[[ SOURCE DATA, beginning ]]

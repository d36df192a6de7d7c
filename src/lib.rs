pub mod config;
pub mod core;
pub mod domain;
pub mod utils;

#[cfg(feature = "cli")]
pub use config::CliConfig;
pub use config::{cli::LocalStorage, toml_config::TomlConfig, SplitConfig};

pub use core::{etl::Engine, pipeline::HabitatPipeline};
pub use utils::error::{Result, SplitError};
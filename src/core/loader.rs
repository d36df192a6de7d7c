use crate::domain::model::{Record, Table};
use crate::utils::error::{Result, SplitError};
use calamine::{open_workbook_auto_from_rs, Data, Reader};
use serde_json::Value;
use std::collections::HashMap;
use std::io::Cursor;
use std::path::Path;

/// Identifier headers tried in order when none is configured.
pub const DEFAULT_ID_COLUMNS: [&str; 2] = ["ID", "species"];

const DELIMITED_EXTENSIONS: [&str; 1] = ["csv"];
const SPREADSHEET_EXTENSIONS: [&str; 5] = ["xlsx", "xlsm", "xlsb", "xls", "ods"];

#[derive(Debug, Clone, Copy, PartialEq, Eq)]
pub enum TableFormat {
    Delimited,
    Spreadsheet,
}

pub fn accepted_extensions() -> String {
    DELIMITED_EXTENSIONS
        .iter()
        .chain(SPREADSHEET_EXTENSIONS.iter())
        .map(|ext| format!(".{}", ext))
        .collect::<Vec<_>>()
        .join(", ")
}

pub fn detect_format(path: &str) -> Result<TableFormat> {
    let extension = Path::new(path)
        .extension()
        .and_then(|e| e.to_str())
        .unwrap_or("")
        .to_ascii_lowercase();

    if DELIMITED_EXTENSIONS.contains(&extension.as_str()) {
        Ok(TableFormat::Delimited)
    } else if SPREADSHEET_EXTENSIONS.contains(&extension.as_str()) {
        Ok(TableFormat::Spreadsheet)
    } else {
        Err(SplitError::UnsupportedFormat {
            path: path.to_string(),
            extension,
            accepted: accepted_extensions(),
        })
    }
}

pub fn parse_table(path: &str, format: TableFormat, bytes: Vec<u8>) -> Result<Table> {
    let table = match format {
        TableFormat::Delimited => parse_delimited(path, &bytes)?,
        TableFormat::Spreadsheet => parse_spreadsheet(path, bytes)?,
    };
    tracing::debug!(
        "Parsed {} ({} columns, {} rows)",
        path,
        table.columns.len(),
        table.rows.len()
    );
    Ok(table)
}

fn parse_delimited(path: &str, bytes: &[u8]) -> Result<Table> {
    let parse_error = |e: csv::Error| SplitError::Parse {
        path: path.to_string(),
        message: e.to_string(),
    };

    let mut reader = csv::ReaderBuilder::new()
        .has_headers(true)
        .from_reader(bytes);
    let columns: Vec<String> = reader
        .headers()
        .map_err(parse_error)?
        .iter()
        .map(|h| h.to_string())
        .collect();

    let mut rows = Vec::new();
    for result in reader.records() {
        let record = result.map_err(parse_error)?;
        let data: HashMap<String, Value> = columns
            .iter()
            .zip(record.iter())
            .map(|(column, field)| {
                let value = if field.is_empty() {
                    Value::Null
                } else {
                    Value::String(field.to_string())
                };
                (column.clone(), value)
            })
            .collect();
        rows.push(Record { data });
    }

    Ok(Table {
        source: path.to_string(),
        columns,
        rows,
    })
}

fn parse_spreadsheet(path: &str, bytes: Vec<u8>) -> Result<Table> {
    let parse_error = |message: String| SplitError::Parse {
        path: path.to_string(),
        message,
    };

    let mut workbook =
        open_workbook_auto_from_rs(Cursor::new(bytes)).map_err(|e| parse_error(e.to_string()))?;
    let range = workbook
        .worksheet_range_at(0)
        .ok_or_else(|| parse_error("workbook has no sheets".to_string()))?
        .map_err(|e| parse_error(e.to_string()))?;

    let mut sheet_rows = range.rows();
    let columns: Vec<String> = match sheet_rows.next() {
        Some(header) => header.iter().map(|cell| cell.to_string()).collect(),
        None => Vec::new(),
    };

    let rows = sheet_rows
        .map(|cells| Record {
            data: columns
                .iter()
                .zip(cells.iter())
                .map(|(column, cell)| (column.clone(), cell_value(cell)))
                .collect(),
        })
        .collect();

    Ok(Table {
        source: path.to_string(),
        columns,
        rows,
    })
}

fn cell_value(cell: &Data) -> Value {
    match cell {
        Data::Empty => Value::Null,
        Data::String(s) if s.is_empty() => Value::Null,
        Data::String(s) => Value::String(s.clone()),
        Data::Int(i) => Value::from(*i),
        // Whole floats read back as integers so "7" and 7.0 name the same species.
        Data::Float(f) if f.fract() == 0.0 && f.abs() < i64::MAX as f64 => Value::from(*f as i64),
        Data::Float(f) => serde_json::Number::from_f64(*f)
            .map(Value::Number)
            .unwrap_or(Value::Null),
        Data::Bool(b) => Value::Bool(*b),
        Data::Error(_) => Value::Null,
        other => Value::String(other.to_string()),
    }
}

/// Picks the identifier column: the configured one must exist, otherwise the
/// first default header present wins.
pub fn resolve_id_column(table: &Table, configured: Option<&str>) -> Result<String> {
    if let Some(column) = configured {
        return require_column(table, column).map(|_| column.to_string());
    }

    DEFAULT_ID_COLUMNS
        .iter()
        .find(|candidate| table.has_column(candidate))
        .map(|candidate| candidate.to_string())
        .ok_or_else(|| SplitError::MissingColumn {
            column: DEFAULT_ID_COLUMNS.join("' or '"),
            path: table.source.clone(),
        })
}

pub fn require_column(table: &Table, column: &str) -> Result<()> {
    if table.has_column(column) {
        Ok(())
    } else {
        Err(SplitError::MissingColumn {
            column: column.to_string(),
            path: table.source.clone(),
        })
    }
}
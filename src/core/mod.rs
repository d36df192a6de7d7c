pub mod aggregate;
pub mod etl;
pub mod loader;
pub mod merge;
pub mod normalize;
pub mod pipeline;
pub mod render;
pub mod report;

pub use crate::domain::model::{HabitatCounts, PlotSpec, TransformResult};
pub use crate::domain::ports::{ConfigProvider, Pipeline, Storage};
pub use crate::utils::error::Result;
use thiserror::Error;

#[derive(Error, Debug)]
pub enum SplitError {
    #[error("Usage error: {message}")]
    Usage { message: String },

    #[error("File not found: {path}")]
    FileNotFound { path: String },

    #[error("Unsupported file format '.{extension}' for {path} (accepted: {accepted})")]
    UnsupportedFormat {
        path: String,
        extension: String,
        accepted: String,
    },

    #[error("Required column '{column}' not found in {path}")]
    MissingColumn { column: String, path: String },

    #[error("Failed to parse {path}: {message}")]
    Parse { path: String, message: String },

    #[error("IO error: {0}")]
    Io(#[from] std::io::Error),

    #[error("CSV processing error: {0}")]
    Csv(#[from] csv::Error),

    #[error("Rendering error: {message}")]
    Render { message: String },

    #[error("Configuration error: {message}")]
    ConfigError { message: String },

    #[error("Invalid value '{value}' for {field}: {reason}")]
    InvalidConfigValueError {
        field: String,
        value: String,
        reason: String,
    },
}

impl SplitError {
    pub fn user_friendly_message(&self) -> String {
        match self {
            SplitError::Usage { message } => message.clone(),
            SplitError::FileNotFound { path } => format!("Input file '{}' does not exist", path),
            SplitError::UnsupportedFormat {
                path, extension, ..
            } => format!("Cannot read '{}': '.{}' files are not supported", path, extension),
            SplitError::MissingColumn { column, path } => {
                format!("'{}' has no '{}' column", path, column)
            }
            SplitError::Parse { path, message } => format!("Could not parse '{}': {}", path, message),
            SplitError::Io(e) => format!("File system error: {}", e),
            SplitError::Csv(e) => format!("Could not write CSV output: {}", e),
            SplitError::Render { message } => format!("Could not draw the chart: {}", message),
            SplitError::ConfigError { message } => format!("Invalid configuration: {}", message),
            SplitError::InvalidConfigValueError { field, value, reason } => {
                format!("Invalid value '{}' for {}: {}", value, field, reason)
            }
        }
    }

    pub fn recovery_suggestion(&self) -> String {
        match self {
            SplitError::Usage { .. } => {
                "Run with --help to see the expected arguments".to_string()
            }
            SplitError::FileNotFound { .. } => {
                "Check the path and the current working directory".to_string()
            }
            SplitError::UnsupportedFormat { accepted, .. } => {
                format!("Convert the file to one of: {}", accepted)
            }
            SplitError::MissingColumn { .. } => {
                "Pass --id-column / --count-column with the header used in the file".to_string()
            }
            SplitError::Parse { .. } => {
                "Make sure the file has a single header row and consistent columns".to_string()
            }
            SplitError::Io(_) | SplitError::Csv(_) => {
                "Check file permissions and free disk space".to_string()
            }
            SplitError::Render { .. } => {
                "Try an .svg output path, or check that a sans-serif font is installed".to_string()
            }
            SplitError::ConfigError { .. } | SplitError::InvalidConfigValueError { .. } => {
                "Fix the value in the TOML file or on the command line".to_string()
            }
        }
    }

    /// Every failure aborts the run with the same status.
    pub fn exit_code(&self) -> i32 {
        1
    }
}

#[cfg(feature = "cli")]
impl From<clap::Error> for SplitError {
    fn from(e: clap::Error) -> Self {
        SplitError::Usage {
            message: e.render().to_string().trim_end().to_string(),
        }
    }
}

pub type Result<T> = std::result::Result<T, SplitError>;
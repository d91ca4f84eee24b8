// SPDX-License-Identifier: AGPL-3.0-or-later
//
// Copyright (C) 2026 Social Forum Contributors

//! User roles for authorization.

use serde::{Deserialize, Serialize};
use utoipa::ToSchema;

/// User roles for authorization.
///
/// ## Role Hierarchy
///
/// - `Admin` - Full access, including the `/api/admin` surface and
///   deletion of any user's content
/// - `User` - Normal account; may only modify resources it owns
///
/// Serialized as `"USER"` / `"ADMIN"`, the strings carried in token claims
/// and stored on user rows.
#[derive(Debug, Clone, Copy, PartialEq, Eq, Hash, Serialize, Deserialize, ToSchema)]
#[serde(rename_all = "UPPERCASE")]
pub enum Role {
    /// Full administrative access
    Admin,
    /// Normal forum user
    User,
}

impl Role {
    /// Check if this role has at least the privileges of the required role.
    pub fn has_privilege(&self, required: Role) -> bool {
        match (self, required) {
            (Role::Admin, _) => true,
            (Role::User, Role::User) => true,
            _ => false,
        }
    }

    /// Parse a role from its stored string form (case-insensitive).
    pub fn parse(s: &str) -> Option<Role> {
        match s.to_uppercase().as_str() {
            "ADMIN" => Some(Role::Admin),
            "USER" => Some(Role::User),
            _ => None,
        }
    }
}

impl Default for Role {
    /// Default role is User (least privilege for authenticated accounts).
    fn default() -> Self {
        Role::User
    }
}

impl std::fmt::Display for Role {
    fn fmt(&self, f: &mut std::fmt::Formatter<'_>) -> std::fmt::Result {
        match self {
            Role::Admin => write!(f, "ADMIN"),
            Role::User => write!(f, "USER"),
        }
    }
}

#[cfg(test)]
mod tests {
    use super::*;

    #[test]
    fn admin_has_all_privileges() {
        assert!(Role::Admin.has_privilege(Role::Admin));
        assert!(Role::Admin.has_privilege(Role::User));
    }

    #[test]
    fn user_only_has_user_privilege() {
        assert!(!Role::User.has_privilege(Role::Admin));
        assert!(Role::User.has_privilege(Role::User));
    }

    #[test]
    fn parse_is_case_insensitive() {
        assert_eq!(Role::parse("admin"), Some(Role::Admin));
        assert_eq!(Role::parse("ADMIN"), Some(Role::Admin));
        assert_eq!(Role::parse("User"), Some(Role::User));
        assert_eq!(Role::parse("moderator"), None);
    }

    #[test]
    fn serializes_to_uppercase_strings() {
        assert_eq!(serde_json::to_string(&Role::Admin).unwrap(), "\"ADMIN\"");
        assert_eq!(serde_json::to_string(&Role::User).unwrap(), "\"USER\"");
    }

    #[test]
    fn default_role_is_user() {
        assert_eq!(Role::default(), Role::User);
    }
}
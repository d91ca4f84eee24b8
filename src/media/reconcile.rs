// SPDX-License-Identifier: AGPL-3.0-or-later
//
// Copyright (C) 2026 Social Forum Contributors

//! Orphan detection and reconciliation.
//!
//! The batch counterpart to best-effort deletion: compare the object
//! store's full key listing against the media keys referenced by live
//! posts and report the difference. Scanning never deletes anything;
//! deletion happens only for an operator-approved key set in a second
//! phase. The split bounds the scan's TOCTOU window - a key uploaded for a
//! post that commits between listing and row load would otherwise be
//! deleted out from under it.
//!
//! A scan aborts without partial results when either side cannot be read.

use std::collections::BTreeSet;
use std::sync::Arc;

use serde::Serialize;
use tokio::sync::RwLock;
use tracing::{debug, info, warn};
use utoipa::ToSchema;

use crate::objects::{is_media_key, ObjectStore, ObjectStoreError};
use crate::state::AppState;
use crate::store::{InMemoryStore, StoreError};

use super::key::resolve_media_key;

/// Result of one reconciliation scan. Ephemeral; never persisted.
#[derive(Debug, Serialize, ToSchema)]
pub struct ReconciliationReport {
    /// Keys present in the object store.
    pub total_object_keys: usize,
    /// Distinct media keys referenced by live posts.
    pub total_referenced_keys: usize,
    /// Media-folder keys with no referencing row.
    pub orphan_keys: BTreeSet<String>,
}

/// Scan failures. Either side failing aborts the scan with no partial
/// report.
#[derive(Debug, thiserror::Error)]
pub enum ReconcileError {
    #[error("object listing failed: {0}")]
    Listing(#[source] ObjectStoreError),
    #[error("loading post rows failed: {0}")]
    RowLoad(#[source] StoreError),
}

/// Detects and removes object-store orphans.
pub struct OrphanReconciler {
    store: Arc<RwLock<InMemoryStore>>,
    objects: Arc<dyn ObjectStore>,
}

impl OrphanReconciler {
    pub fn new(store: Arc<RwLock<InMemoryStore>>, objects: Arc<dyn ObjectStore>) -> Self {
        Self { store, objects }
    }

    pub fn from_state(state: &AppState) -> Self {
        Self::new(state.store.clone(), state.objects.clone())
    }

    /// Compare the object listing against referenced keys.
    ///
    /// Read-only; safe to run concurrently with ordinary traffic. The
    /// snapshot is not transactionally consistent with the object store,
    /// which is why this reports instead of deleting.
    pub async fn scan(&self) -> Result<ReconciliationReport, ReconcileError> {
        let object_keys = self
            .objects
            .list_all_keys()
            .map_err(ReconcileError::Listing)?;

        let referenced: BTreeSet<String> = {
            let store = self.store.read().await;
            store
                .list_posts()
                .iter()
                .flat_map(|post| [&post.image_url, &post.video_url])
                .flatten()
                .filter_map(|reference| resolve_media_key(reference))
                .collect()
        };

        // Keys outside the media folders are not ours to classify.
        let orphan_keys: BTreeSet<String> = object_keys
            .iter()
            .filter(|key| is_media_key(key) && !referenced.contains(*key))
            .cloned()
            .collect();

        info!(
            total_object_keys = object_keys.len(),
            total_referenced_keys = referenced.len(),
            orphans = orphan_keys.len(),
            "reconciliation scan complete"
        );

        Ok(ReconciliationReport {
            total_object_keys: object_keys.len(),
            total_referenced_keys: referenced.len(),
            orphan_keys,
        })
    }

    /// Best-effort deletion of a caller-approved key set.
    ///
    /// Each attempt is independent; failures are logged and not retried.
    /// Returns the number of objects actually removed, so a repeat call
    /// over the same keys returns 0.
    pub async fn cleanup(&self, keys: &BTreeSet<String>) -> usize {
        let mut deleted = 0;
        for key in keys {
            match self.objects.delete_object(key) {
                Ok(true) => deleted += 1,
                Ok(false) => debug!(%key, "orphan already gone"),
                Err(e) => warn!(%key, error = %e, "orphan deletion failed"),
            }
        }
        info!(approved = keys.len(), deleted, "orphan cleanup complete");
        deleted
    }
}

#[cfg(test)]
mod tests {
    use super::*;
    use crate::auth::Role;
    use crate::objects::InMemoryObjectStore;

    async fn fixture() -> (OrphanReconciler, Arc<RwLock<InMemoryStore>>, Arc<InMemoryObjectStore>) {
        let store = Arc::new(RwLock::new(InMemoryStore::new()));
        let objects = Arc::new(InMemoryObjectStore::new());
        {
            let mut s = store.write().await;
            s.create_user("alice", "alice@example.com", "digest", Role::User)
                .unwrap();
        }
        (
            OrphanReconciler::new(store.clone(), objects.clone()),
            store,
            objects,
        )
    }

    #[tokio::test]
    async fn scan_reports_unreferenced_media_keys() {
        let (reconciler, store, objects) = fixture().await;
        objects.put_object("images/a.jpg", b"x", "image/jpeg").unwrap();
        objects.put_object("images/b.jpg", b"x", "image/jpeg").unwrap();
        {
            let mut s = store.write().await;
            s.create_post("alice", "content", Some("images/a.jpg".to_string()), None);
        }

        let report = reconciler.scan().await.unwrap();

        assert_eq!(report.total_object_keys, 2);
        assert_eq!(report.total_referenced_keys, 1);
        assert_eq!(
            report.orphan_keys,
            BTreeSet::from(["images/b.jpg".to_string()])
        );
    }

    #[tokio::test]
    async fn keys_outside_media_folders_are_not_classified() {
        let (reconciler, _store, objects) = fixture().await;
        objects.put_object("images/a.jpg", b"x", "image/jpeg").unwrap();
        objects.put_object("backups/dump.sql", b"x", "text/plain").unwrap();

        let report = reconciler.scan().await.unwrap();

        assert_eq!(report.total_object_keys, 2);
        assert_eq!(
            report.orphan_keys,
            BTreeSet::from(["images/a.jpg".to_string()])
        );
    }

    #[tokio::test]
    async fn references_via_signed_urls_count_as_referenced() {
        let (reconciler, store, objects) = fixture().await;
        objects.put_object("images/a.jpg", b"x", "image/jpeg").unwrap();
        {
            let mut s = store.write().await;
            s.create_post(
                "alice",
                "content",
                Some(
                    "https://media-bucket.s3.ap-southeast-2.amazonaws.com/images/a.jpg?X-Sig=1"
                        .to_string(),
                ),
                None,
            );
        }

        let report = reconciler.scan().await.unwrap();
        assert!(report.orphan_keys.is_empty());
    }

    #[tokio::test]
    async fn listing_failure_aborts_the_scan() {
        let (reconciler, _store, objects) = fixture().await;
        objects.fail_listing(true);

        let err = reconciler.scan().await.unwrap_err();
        assert!(matches!(err, ReconcileError::Listing(_)));
    }

    #[tokio::test]
    async fn cleanup_counts_only_actual_removals() {
        let (reconciler, _store, objects) = fixture().await;
        objects.put_object("images/b.jpg", b"x", "image/jpeg").unwrap();

        let keys = BTreeSet::from(["images/b.jpg".to_string()]);
        assert_eq!(reconciler.cleanup(&keys).await, 1);
        // Already gone: not an error, just zero.
        assert_eq!(reconciler.cleanup(&keys).await, 0);
    }

    #[tokio::test]
    async fn cleanup_swallows_store_failures() {
        let (reconciler, _store, objects) = fixture().await;
        objects.put_object("images/b.jpg", b"x", "image/jpeg").unwrap();
        objects.fail_deletes(true);

        let keys = BTreeSet::from(["images/b.jpg".to_string()]);
        assert_eq!(reconciler.cleanup(&keys).await, 0);

        objects.fail_deletes(false);
        assert_eq!(reconciler.cleanup(&keys).await, 1);
    }
}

[[ SOURCE DATA, end ]]

*ASSIGNED TASK:*
Lines in the data that include the word "InMemoryObjectStore" should all be copied.

*EXERCISE OUTPUT:*
    use crate::objects::InMemoryObjectStore;
    async fn fixture() -> (OrphanReconciler, Arc<RwLock<InMemoryStore>>, Arc<InMemoryObjectStore>) {
        let objects = Arc::new(InMemoryObjectStore::new());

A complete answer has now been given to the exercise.